Lecture 9 -- MIME types and more

October 27th, 2009.

Some design considerations: encapsulation

Look at the WSGI stack.

The WSGI server talks to the WSGI application object. The application object doesn't know anything about the socket, or the HTTP request, or anything like that -- it just knows what URL was requested, what query string or POST content was passed in, and the headers.

Why isn't all of this information available to all of the code in the webserve module, as module globals? Why can't the application object talk directly to the socket?

The whole point of abstractions and separation of concerns is encapsulation: you're trying to neatly put things into little black boxes with known inputs and outputs so you can stop thinking about them.

And why do this?

Crossing boundaries of abstractions: bad. This reduces encapsulation => makes parallelization, testing hard, reduces reliability, etc. Global or cross-module dependencies should be minimized: inderdependencies => complexity => bad.

Running multiple servers, and multiple WSGI apps, at the same time, requires good encapsulation (or at least it does if you're sane).

Non-blocking tests for HW #7

What do the non-blocking tests for HW #7 really test?

Server.handle_connection only, not Server.serve_forever!

(yep, tests encapsulation!)

Testing: code branches

What tests should you write for HW #7?

Make sure all if/else branches "work" when entered. What does "work" mean? You tell me in your tests. Your tests will definitely need to execute all branches.

You can test at the socket level OR at the app level.

How many branches are there here?

if a:
  print 'hello'

print 'goodbye'

HTML, CSS, and JavaScript: a brief introduction

HTML: all the squiggly brackets. Specifies content and other resources to load -- including CSS and JavaScript. HTML is pretty standardized.
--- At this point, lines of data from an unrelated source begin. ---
use super::*;
use crate::dom::parse_document;
use crate::outline::read_outline;
use crate::platform::Registry;
use crate::reconcile::reconcile;

const PAGE: &str = r#"<main>
    <article><div class="whitespace-pre-wrap">What is X?</div></article>
    <article><div class="markdown prose"><h3>Intro</h3></div></article>
    <article><div class="whitespace-pre-wrap">What is Y?</div></article>
    <article><div class="markdown prose"><h3>Intro</h3><h3>Details</h3></div></article>
</main>"#;

fn setup(settings: &SidebarSettings) -> (Document, Sidebar) {
    let mut doc = parse_document(PAGE).unwrap();
    let adapter = Registry::builtin().get("chatgpt").cloned().unwrap();
    let body = doc.body();
    let mut sidebar = Sidebar::mount(&mut doc, body, settings);
    let desired = read_outline(&doc, &adapter);
    reconcile(&mut doc, &mut sidebar, &desired);
    (doc, sidebar)
}

fn fp(question: &str) -> Fingerprint {
    Fingerprint::of(question)
}

fn nav(question: &str, heading: Option<usize>) -> Navigation {
    Navigation {
        entry: fp(question),
        heading,
    }
}

fn snapshot(doc: &Document, sidebar: &Sidebar) -> OutlineSnapshot {
    OutlineSnapshot::capture(doc, sidebar, "chatgpt")
}

fn active_count(doc: &Document, sidebar: &Sidebar) -> usize {
    doc.descendants(sidebar.root())
        .filter(|&n| doc.has_class(n, render::ACTIVE))
        .count()
}

#[test]
fn test_mount_is_one_write() {
    let mut doc = Document::new();
    let body = doc.body();
    let sidebar = Sidebar::mount(&mut doc, body, &SidebarSettings::default());
    assert_eq!(doc.writes(), 1);
    assert!(sidebar.is_attached(&doc));
    assert!(sidebar.is_drawer_open());
    assert!(sidebar.model().is_empty());
}

#[test]
fn test_toggle_entry_flips_only_that_entry() {
    let (mut doc, mut sidebar) = setup(&SidebarSettings::default());

    assert!(sidebar.toggle_entry(&mut doc, &fp("What is Y?")));
    let snap = snapshot(&doc, &sidebar);
    assert!(!snap.entries[0].collapsed);
    assert!(snap.entries[1].collapsed);
    // one entry still expanded
    assert!(snap.any_expanded);

    assert!(!sidebar.toggle_entry(&mut doc, &fp("Unknown?")));
}

#[test]
fn test_collapsed_entry_hides_headings() {
    let (mut doc, mut sidebar) = setup(&SidebarSettings::default());
    sidebar.toggle_entry(&mut doc, &fp("What is Y?"));

    let hidden = doc
        .descendants(sidebar.root())
        .filter(|&n| doc.has_class(n, render::HEADING) && doc.has_class(n, render::HIDDEN))
        .count();
    assert_eq!(hidden, 2);

    let text = render_text(&snapshot(&doc, &sidebar));
    assert!(text.contains(" 2. [+] What is Y?"));
    assert!(!text.contains("2.2 Details"));
}

#[test]
fn test_toggle_all_follows_indicator() {
    let (mut doc, mut sidebar) = setup(&SidebarSettings::default());

    // mixed state counts as expanded, so the first toggle collapses all
    sidebar.toggle_entry(&mut doc, &fp("What is X?"));
    sidebar.toggle_all(&mut doc);
    let snap = snapshot(&doc, &sidebar);
    assert!(snap.entries.iter().all(|e| e.collapsed));
    assert!(!snap.any_expanded);

    sidebar.toggle_all(&mut doc);
    let snap = snapshot(&doc, &sidebar);
    assert!(snap.entries.iter().all(|e| !e.collapsed));
    assert!(snap.any_expanded);
}

#[test]
fn test_mark_active_is_exclusive() {
    let (mut doc, mut sidebar) = setup(&SidebarSettings::default());

    let targets = [
        nav("What is X?", None),
        nav("What is Y?", Some(1)),
        nav("What is X?", Some(0)),
        nav("What is Y?", None),
    ];
    for target in &targets {
        assert!(sidebar.mark_active(&mut doc, target));
        assert_eq!(active_count(&doc, &sidebar), 1);
    }
    assert_eq!(sidebar.active(), Some(&nav("What is Y?", None)));
    assert!(snapshot(&doc, &sidebar).entries[1].active);

    assert!(!sidebar.mark_active(&mut doc, &nav("What is Y?", Some(9))));
    assert_eq!(active_count(&doc, &sidebar), 1);
}

#[test]
fn test_target_of() {
    let (doc, sidebar) = setup(&SidebarSettings::default());
    let question = sidebar.target_of(&nav("What is Y?", None)).unwrap();
    assert_eq!(doc.normalized_text(question), "What is Y?");

    let heading = sidebar.target_of(&nav("What is Y?", Some(1))).unwrap();
    assert_eq!(doc.tag(heading), Some("h3"));
    assert_eq!(doc.normalized_text(heading), "Details");

    assert!(sidebar.target_of(&nav("What is X?", Some(1))).is_none());
}

#[test]
fn test_toggle_drawer() {
    let (mut doc, mut sidebar) = setup(&SidebarSettings::default());

    assert!(!sidebar.toggle_drawer(&mut doc));
    assert!(doc.has_class(sidebar.root(), render::COLLAPSED));
    assert!(render_text(&snapshot(&doc, &sidebar)).contains("(hidden)"));

    assert!(sidebar.toggle_drawer(&mut doc));
    assert!(!doc.has_class(sidebar.root(), render::COLLAPSED));
}

#[test]
fn test_drag_requires_permission() {
    let (mut doc, mut sidebar) = setup(&SidebarSettings::default());
    assert_eq!(sidebar.drag_to(&mut doc, Position { x: 10, y: 10 }), None);
    assert_eq!(sidebar.position(), None);
}

#[test]
fn test_drag_clamps_to_viewport() {
    let settings = SidebarSettings {
        allow_drag: true,
        ..SidebarSettings::default()
    };
    let (mut doc, mut sidebar) = setup(&settings);
    sidebar.set_viewport(Size {
        width: 800,
        height: 600,
    });

    let pos = sidebar.drag_to(&mut doc, Position { x: 2000, y: -50 }).unwrap();
    assert_eq!(pos, Position { x: 550, y: 0 });
    assert_eq!(
        doc.attr(sidebar.root(), "style"),
        Some("width:250px;left:550px;top:0px;right:auto")
    );
}

#[test]
fn test_contains() {
    let (doc, sidebar) = setup(&SidebarSettings::default());
    let inner = doc.descendants(sidebar.root()).last().unwrap();
    assert!(sidebar.contains(&doc, sidebar.root()));
    assert!(sidebar.contains(&doc, inner));
    assert!(!sidebar.contains(&doc, doc.body()));
}

#[test]
fn test_ensure_attached_reappends_detached_widget() {
    let (mut doc, mut sidebar) = setup(&SidebarSettings::default());
    let body = doc.body();
    // observing keeps the removed subtree alive until sweep
    doc.observe(crate::dom::ObserveOptions::child_list());
    let root = sidebar.root();
    doc.remove(root);
    assert!(!sidebar.is_attached(&doc));

    assert!(sidebar.ensure_attached(&mut doc, body));
    assert_eq!(sidebar.root(), root);
    assert!(sidebar.is_attached(&doc));
    assert!(!sidebar.ensure_attached(&mut doc, body));
}

#[test]
fn test_ensure_attached_rebuilds_freed_widget() {
    let (mut doc, mut sidebar) = setup(&SidebarSettings::default());
    let body = doc.body();
    sidebar.toggle_entry(&mut doc, &fp("What is X?"));
    sidebar.mark_active(&mut doc, &nav("What is Y?", Some(0)));

    let root = sidebar.root();
    doc.remove(root);
    assert!(!doc.is_live(root));

    assert!(sidebar.ensure_attached(&mut doc, body));
    assert_ne!(sidebar.root(), root);

    let snap = snapshot(&doc, &sidebar);
    assert_eq!(snap.entries.len(), 2);
    assert!(snap.entries[0].collapsed);
    assert!(snap.entries[1].headings[0].active);
    assert_eq!(active_count(&doc, &sidebar), 1);
}

#[test]
fn test_destroy_removes_widget() {
    let (mut doc, mut sidebar) = setup(&SidebarSettings::default());
    let root = sidebar.root();
    sidebar.destroy(&mut doc);
    assert!(!doc.is_connected(root));
    assert!(sidebar.model().is_empty());
    assert!(sidebar.active().is_none());
}

#[test]
fn test_duplicate_append_allocates_nothing() {
    let (mut doc, mut sidebar) = setup(&SidebarSettings::default());
    let adapter = Registry::builtin().get("chatgpt").cloned().unwrap();
    let desired = read_outline(&doc, &adapter);

    let nodes = doc.live_nodes();
    let writes = doc.writes();
    assert!(!sidebar.append_entry(&mut doc, &desired[0]));
    assert_eq!(doc.live_nodes(), nodes);
    assert_eq!(doc.writes(), writes);
    assert_eq!(sidebar.model().len(), 2);

    // a replace addressed at the wrong entry builds nothing either
    sidebar.replace_entry(&mut doc, 0, &desired[1]);
    assert_eq!(doc.live_nodes(), nodes);
    assert_eq!(snapshot(&doc, &sidebar).entries[0].question, "What is X?");
}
CSS, "cascading style sheets": modifies the display properties of HTML. Looks something like this:

body {
  font-family:arial, verdana, helvetica, sans-serif;

i.e. lots of squiggly brackets. We will discuss in more detail on Thursday. CSS is interestingly broken in various browsers but we'll only be working on it within Firefox.

JavaScript, a programming language built into the browser. JS has access to data loaded into the browser and can also direct the loading of data from the originating Web site. JavaScript is where the majority of interesting new Web behavior is being developed.

AJAX, Asynchronous JAvascript+Xml builds on top of JavaScript to provide loading of data from the originating Web site. It lets you incrementally load or access large data sets.

We'll be talking about JS and AJAX next week and thereafter.

JS and AJAX are reasonably standardized, and we'll be using the jQuery library to provide a compatibility layer between your code and the browser.

MIME types (and images)

Content-Type headers emitted by server tell client how to interpret the data:


But how does the server know what content type to choose for each page?

Answer: it's up to the server. For static files, here's a lookup table based on extension; c.f. Apache and IIS Web servers, MIME types... You have to implement this yourself.

More duck typing: lists, dicts, and iterables

duck typing/iterables

Special methods on classes:

  • making it look like a list: __getitem__(n) and __len__()
  • making it look like a dict: __getitem__(k) and keys().
  • more general 'iterables': __iter__() and next()

The idea is that you can use these to dynamically calculate list elements, rather than pre-calculating them.